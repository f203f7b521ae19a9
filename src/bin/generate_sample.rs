use std::error::Error;

/// Minimal deterministic PRNG (xoshiro256**)
struct SimpleRng {
    state: [u64; 4],
}

impl SimpleRng {
    fn new(seed: u64) -> Self {
        let mut s = [0u64; 4];
        let mut x = seed;
        for slot in &mut s {
            x = x.wrapping_mul(6364136223846793005).wrapping_add(1);
            *slot = x;
        }
        SimpleRng { state: s }
    }

    fn next_u64(&mut self) -> u64 {
        let result = (self.state[1].wrapping_mul(5))
            .rotate_left(7)
            .wrapping_mul(9);
        let t = self.state[1] << 17;
        self.state[2] ^= self.state[0];
        self.state[3] ^= self.state[1];
        self.state[1] ^= self.state[2];
        self.state[0] ^= self.state[3];
        self.state[2] ^= t;
        self.state[3] = self.state[3].rotate_left(45);
        result
    }

    fn next_f64(&mut self) -> f64 {
        (self.next_u64() >> 11) as f64 / (1u64 << 53) as f64
    }

    /// Box-Muller transform for normal distribution
    fn gauss(&mut self, mean: f64, std_dev: f64) -> f64 {
        let u1 = self.next_f64().max(1e-15);
        let u2 = self.next_f64();
        let z = (-2.0 * u1.ln()).sqrt() * (2.0 * std::f64::consts::PI * u2).cos();
        mean + std_dev * z
    }
}

/// `name,value` rows: monthly totals with noise. Drives bar, line and pie.
fn write_categories(path: &str, rng: &mut SimpleRng) -> Result<usize, Box<dyn Error>> {
    let months = [
        "Jan", "Feb", "Mar", "Apr", "May", "Jun", "Jul", "Aug", "Sep", "Oct", "Nov", "Dec",
    ];
    let mut writer = csv::Writer::from_path(path)?;
    writer.write_record(["name", "value"])?;
    for (i, month) in months.iter().enumerate() {
        let seasonal = 400.0 + 150.0 * (i as f64 / 12.0 * std::f64::consts::TAU).sin();
        let value = (seasonal + rng.gauss(0.0, 40.0)).max(0.0).round();
        writer.write_record([month.to_string(), value.to_string()])?;
    }
    writer.flush()?;
    Ok(months.len())
}

/// `x,y` rows: a noisy linear trend. Drives scatter.
fn write_points(path: &str, n: usize, rng: &mut SimpleRng) -> Result<usize, Box<dyn Error>> {
    let mut writer = csv::Writer::from_path(path)?;
    writer.write_record(["x", "y"])?;
    for _ in 0..n {
        let x = rng.next_f64() * 100.0;
        let y = 0.8 * x + 5.0 + rng.gauss(0.0, 8.0);
        writer.write_record([format!("{x:.3}"), format!("{y:.3}")])?;
    }
    writer.flush()?;
    Ok(n)
}

fn main() -> Result<(), Box<dyn Error>> {
    let mut rng = SimpleRng::new(42);

    let categories_path = "sample_categories.csv";
    let rows = write_categories(categories_path, &mut rng)?;
    println!("Wrote {rows} name/value rows to {categories_path}");

    let points_path = "sample_points.csv";
    let rows = write_points(points_path, 200, &mut rng)?;
    println!("Wrote {rows} x/y rows to {points_path}");

    Ok(())
}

--*--

-- Directions --
Among the entries above, identify all lines with "value" and copy them.

-- Output of the task --
/// `name,value` rows: monthly totals with noise. Drives bar, line and pie.
    writer.write_record(["name", "value"])?;
        let value = (seasonal + rng.gauss(0.0, 40.0)).max(0.0).round();
        writer.write_record([month.to_string(), value.to_string()])?;
    println!("Wrote {rows} name/value rows to {categories_path}");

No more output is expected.